*DIRECTIONS FOR THIS TASK*.
Looking at the records below, say how many lines include "Mutex", and add nothing else.
*** INFORMATION SUPPLIED Section Begins ***
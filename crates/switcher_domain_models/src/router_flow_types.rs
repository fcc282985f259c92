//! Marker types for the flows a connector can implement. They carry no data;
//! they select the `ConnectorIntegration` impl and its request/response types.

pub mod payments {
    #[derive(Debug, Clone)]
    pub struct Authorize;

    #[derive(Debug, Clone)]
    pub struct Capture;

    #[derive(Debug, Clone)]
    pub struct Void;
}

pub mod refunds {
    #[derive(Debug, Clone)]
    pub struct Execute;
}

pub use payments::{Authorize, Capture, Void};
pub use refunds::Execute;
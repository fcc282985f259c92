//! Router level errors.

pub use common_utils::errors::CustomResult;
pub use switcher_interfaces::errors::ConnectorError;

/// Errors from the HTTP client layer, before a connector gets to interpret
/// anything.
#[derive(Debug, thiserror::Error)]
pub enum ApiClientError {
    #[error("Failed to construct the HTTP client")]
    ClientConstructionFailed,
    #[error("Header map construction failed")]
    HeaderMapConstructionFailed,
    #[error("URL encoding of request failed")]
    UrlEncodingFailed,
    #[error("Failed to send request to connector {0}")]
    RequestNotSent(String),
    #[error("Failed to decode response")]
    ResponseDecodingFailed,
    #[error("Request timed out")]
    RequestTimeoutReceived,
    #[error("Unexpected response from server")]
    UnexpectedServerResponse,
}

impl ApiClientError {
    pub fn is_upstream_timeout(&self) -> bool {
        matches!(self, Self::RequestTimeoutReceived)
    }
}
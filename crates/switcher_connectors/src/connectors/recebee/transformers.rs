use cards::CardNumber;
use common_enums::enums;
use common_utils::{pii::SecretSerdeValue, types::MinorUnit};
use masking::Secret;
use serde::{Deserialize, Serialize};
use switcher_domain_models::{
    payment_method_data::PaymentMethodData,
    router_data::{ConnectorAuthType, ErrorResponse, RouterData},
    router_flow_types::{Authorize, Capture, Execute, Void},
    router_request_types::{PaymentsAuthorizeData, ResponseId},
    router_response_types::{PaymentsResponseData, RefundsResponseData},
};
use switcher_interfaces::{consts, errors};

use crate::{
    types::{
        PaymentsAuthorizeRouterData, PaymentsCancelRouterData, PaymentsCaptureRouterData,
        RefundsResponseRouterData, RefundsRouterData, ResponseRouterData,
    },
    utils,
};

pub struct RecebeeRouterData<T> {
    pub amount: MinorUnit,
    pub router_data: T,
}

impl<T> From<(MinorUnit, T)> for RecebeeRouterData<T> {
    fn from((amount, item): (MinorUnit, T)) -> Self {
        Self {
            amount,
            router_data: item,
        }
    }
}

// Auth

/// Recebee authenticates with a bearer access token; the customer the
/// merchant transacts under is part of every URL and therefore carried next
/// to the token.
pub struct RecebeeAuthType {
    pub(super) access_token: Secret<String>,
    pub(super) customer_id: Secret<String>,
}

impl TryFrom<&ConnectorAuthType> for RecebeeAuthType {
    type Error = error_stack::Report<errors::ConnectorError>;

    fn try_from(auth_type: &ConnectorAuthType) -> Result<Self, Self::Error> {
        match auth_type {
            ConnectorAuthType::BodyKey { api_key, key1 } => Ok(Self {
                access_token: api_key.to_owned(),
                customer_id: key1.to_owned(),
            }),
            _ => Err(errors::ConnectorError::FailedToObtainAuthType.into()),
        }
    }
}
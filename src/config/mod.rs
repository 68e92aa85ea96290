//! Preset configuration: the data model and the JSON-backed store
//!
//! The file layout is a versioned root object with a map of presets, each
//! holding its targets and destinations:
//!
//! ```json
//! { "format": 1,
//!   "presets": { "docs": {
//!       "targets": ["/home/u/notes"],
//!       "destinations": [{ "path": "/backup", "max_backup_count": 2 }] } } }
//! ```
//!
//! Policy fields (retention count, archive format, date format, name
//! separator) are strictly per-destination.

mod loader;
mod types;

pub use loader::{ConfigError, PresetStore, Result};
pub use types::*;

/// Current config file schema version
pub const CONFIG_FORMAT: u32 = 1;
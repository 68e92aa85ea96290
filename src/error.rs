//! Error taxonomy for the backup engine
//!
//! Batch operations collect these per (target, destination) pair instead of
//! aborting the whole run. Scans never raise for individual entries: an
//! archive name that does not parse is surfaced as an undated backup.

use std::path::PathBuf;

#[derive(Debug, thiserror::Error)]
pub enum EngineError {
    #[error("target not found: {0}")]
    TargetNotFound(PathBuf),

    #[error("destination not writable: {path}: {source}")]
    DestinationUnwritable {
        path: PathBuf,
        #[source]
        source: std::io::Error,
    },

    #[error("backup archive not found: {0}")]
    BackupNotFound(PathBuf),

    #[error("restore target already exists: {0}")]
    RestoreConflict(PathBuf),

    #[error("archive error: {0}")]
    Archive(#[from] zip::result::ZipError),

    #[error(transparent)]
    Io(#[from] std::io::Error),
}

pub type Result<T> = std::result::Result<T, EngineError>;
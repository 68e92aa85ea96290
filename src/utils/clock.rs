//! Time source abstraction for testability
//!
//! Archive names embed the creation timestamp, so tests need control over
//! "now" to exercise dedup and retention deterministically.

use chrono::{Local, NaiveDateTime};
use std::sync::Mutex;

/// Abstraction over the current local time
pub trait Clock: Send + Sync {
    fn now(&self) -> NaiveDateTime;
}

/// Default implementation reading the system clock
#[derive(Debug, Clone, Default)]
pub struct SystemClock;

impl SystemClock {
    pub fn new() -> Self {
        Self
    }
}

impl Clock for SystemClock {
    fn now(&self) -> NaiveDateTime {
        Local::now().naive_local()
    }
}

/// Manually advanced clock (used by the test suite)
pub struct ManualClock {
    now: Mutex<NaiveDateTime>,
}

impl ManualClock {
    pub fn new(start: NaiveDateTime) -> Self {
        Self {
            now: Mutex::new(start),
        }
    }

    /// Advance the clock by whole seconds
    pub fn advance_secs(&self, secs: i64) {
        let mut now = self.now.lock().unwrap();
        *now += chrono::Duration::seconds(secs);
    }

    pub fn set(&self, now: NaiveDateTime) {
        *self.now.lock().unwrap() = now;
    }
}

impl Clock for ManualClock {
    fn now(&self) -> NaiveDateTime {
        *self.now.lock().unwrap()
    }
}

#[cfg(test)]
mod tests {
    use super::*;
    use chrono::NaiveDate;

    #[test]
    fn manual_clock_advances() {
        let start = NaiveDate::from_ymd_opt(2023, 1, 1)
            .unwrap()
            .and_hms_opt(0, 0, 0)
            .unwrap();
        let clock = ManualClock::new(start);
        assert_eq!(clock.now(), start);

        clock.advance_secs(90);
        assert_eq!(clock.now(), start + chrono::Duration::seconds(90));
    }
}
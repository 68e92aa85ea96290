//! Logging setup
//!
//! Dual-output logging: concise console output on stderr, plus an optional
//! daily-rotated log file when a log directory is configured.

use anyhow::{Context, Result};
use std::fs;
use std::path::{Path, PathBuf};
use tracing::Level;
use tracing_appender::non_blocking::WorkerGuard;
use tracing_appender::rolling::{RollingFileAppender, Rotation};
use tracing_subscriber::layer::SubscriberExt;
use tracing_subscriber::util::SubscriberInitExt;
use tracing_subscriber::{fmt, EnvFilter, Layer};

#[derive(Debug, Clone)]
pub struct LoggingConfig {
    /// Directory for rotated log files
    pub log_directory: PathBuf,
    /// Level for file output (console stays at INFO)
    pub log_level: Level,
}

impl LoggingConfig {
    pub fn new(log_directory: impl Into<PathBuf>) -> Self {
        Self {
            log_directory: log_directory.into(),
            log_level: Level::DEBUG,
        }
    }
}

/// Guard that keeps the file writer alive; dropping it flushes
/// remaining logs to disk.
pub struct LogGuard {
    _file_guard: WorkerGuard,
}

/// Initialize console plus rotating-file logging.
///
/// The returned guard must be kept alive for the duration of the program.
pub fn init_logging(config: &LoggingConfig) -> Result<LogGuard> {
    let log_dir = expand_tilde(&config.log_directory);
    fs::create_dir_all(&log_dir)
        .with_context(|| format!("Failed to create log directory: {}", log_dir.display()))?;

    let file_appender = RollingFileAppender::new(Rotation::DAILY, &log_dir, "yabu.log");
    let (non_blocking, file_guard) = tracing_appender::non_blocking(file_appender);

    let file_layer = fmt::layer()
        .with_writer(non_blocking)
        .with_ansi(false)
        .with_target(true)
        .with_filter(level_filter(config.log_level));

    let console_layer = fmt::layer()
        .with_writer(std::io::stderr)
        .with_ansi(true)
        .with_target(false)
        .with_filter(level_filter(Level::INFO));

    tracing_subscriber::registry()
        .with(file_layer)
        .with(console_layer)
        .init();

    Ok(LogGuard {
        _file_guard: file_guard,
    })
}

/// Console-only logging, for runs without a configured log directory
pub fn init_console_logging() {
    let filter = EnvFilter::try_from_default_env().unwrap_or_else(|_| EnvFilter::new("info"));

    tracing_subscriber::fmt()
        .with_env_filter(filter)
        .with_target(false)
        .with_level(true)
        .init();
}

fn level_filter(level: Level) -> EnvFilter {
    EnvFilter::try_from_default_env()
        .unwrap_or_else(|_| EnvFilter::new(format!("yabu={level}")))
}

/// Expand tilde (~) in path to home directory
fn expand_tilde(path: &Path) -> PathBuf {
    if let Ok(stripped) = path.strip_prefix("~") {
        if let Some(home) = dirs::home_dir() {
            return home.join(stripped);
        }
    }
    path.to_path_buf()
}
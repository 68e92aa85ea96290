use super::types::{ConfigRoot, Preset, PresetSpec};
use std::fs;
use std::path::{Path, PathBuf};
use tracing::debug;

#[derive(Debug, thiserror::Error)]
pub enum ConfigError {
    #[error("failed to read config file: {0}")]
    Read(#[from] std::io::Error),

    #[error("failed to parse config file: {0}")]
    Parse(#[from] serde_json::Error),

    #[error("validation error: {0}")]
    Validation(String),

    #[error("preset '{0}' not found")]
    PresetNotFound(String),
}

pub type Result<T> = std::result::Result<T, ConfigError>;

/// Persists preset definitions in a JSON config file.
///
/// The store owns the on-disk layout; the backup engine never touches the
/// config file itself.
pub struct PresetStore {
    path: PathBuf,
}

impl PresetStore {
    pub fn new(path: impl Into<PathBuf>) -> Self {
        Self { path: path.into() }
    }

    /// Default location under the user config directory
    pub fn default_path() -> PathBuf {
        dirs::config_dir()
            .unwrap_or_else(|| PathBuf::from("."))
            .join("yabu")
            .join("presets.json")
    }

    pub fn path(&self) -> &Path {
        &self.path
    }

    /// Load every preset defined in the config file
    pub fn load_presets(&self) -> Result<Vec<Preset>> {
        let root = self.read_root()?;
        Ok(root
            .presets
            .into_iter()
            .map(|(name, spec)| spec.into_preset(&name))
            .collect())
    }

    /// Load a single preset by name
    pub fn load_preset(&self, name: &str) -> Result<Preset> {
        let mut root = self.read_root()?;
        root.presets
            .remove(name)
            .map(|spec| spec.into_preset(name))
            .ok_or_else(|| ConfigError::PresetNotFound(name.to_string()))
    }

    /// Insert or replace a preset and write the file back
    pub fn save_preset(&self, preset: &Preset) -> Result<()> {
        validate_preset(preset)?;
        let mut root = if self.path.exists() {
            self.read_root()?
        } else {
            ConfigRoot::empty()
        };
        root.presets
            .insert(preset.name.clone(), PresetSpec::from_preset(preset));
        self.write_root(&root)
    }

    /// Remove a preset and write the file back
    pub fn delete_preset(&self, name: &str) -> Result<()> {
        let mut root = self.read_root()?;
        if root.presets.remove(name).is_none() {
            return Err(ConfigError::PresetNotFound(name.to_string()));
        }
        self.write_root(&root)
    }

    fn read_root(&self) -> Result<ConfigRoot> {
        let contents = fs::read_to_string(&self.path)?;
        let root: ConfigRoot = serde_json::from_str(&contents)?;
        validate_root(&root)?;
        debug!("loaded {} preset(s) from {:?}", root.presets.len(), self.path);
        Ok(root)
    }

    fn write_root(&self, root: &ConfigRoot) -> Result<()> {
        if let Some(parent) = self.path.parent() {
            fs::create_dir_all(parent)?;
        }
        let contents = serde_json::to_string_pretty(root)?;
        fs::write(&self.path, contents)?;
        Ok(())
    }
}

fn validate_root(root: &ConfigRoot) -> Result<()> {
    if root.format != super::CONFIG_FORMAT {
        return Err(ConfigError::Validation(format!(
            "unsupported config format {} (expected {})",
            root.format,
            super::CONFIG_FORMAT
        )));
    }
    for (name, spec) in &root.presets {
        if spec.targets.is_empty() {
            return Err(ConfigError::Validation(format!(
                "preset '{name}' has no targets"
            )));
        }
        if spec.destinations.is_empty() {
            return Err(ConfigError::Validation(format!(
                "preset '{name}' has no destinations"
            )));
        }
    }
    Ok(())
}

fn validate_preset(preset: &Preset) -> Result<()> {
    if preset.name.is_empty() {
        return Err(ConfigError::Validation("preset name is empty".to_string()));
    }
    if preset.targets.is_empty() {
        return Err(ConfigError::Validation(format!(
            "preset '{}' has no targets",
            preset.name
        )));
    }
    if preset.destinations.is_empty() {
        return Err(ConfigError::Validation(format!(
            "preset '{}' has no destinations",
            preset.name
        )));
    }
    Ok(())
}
*** INFORMATION SUPPLIED Section Ends ***
*EXPECTED ANSWER*.
3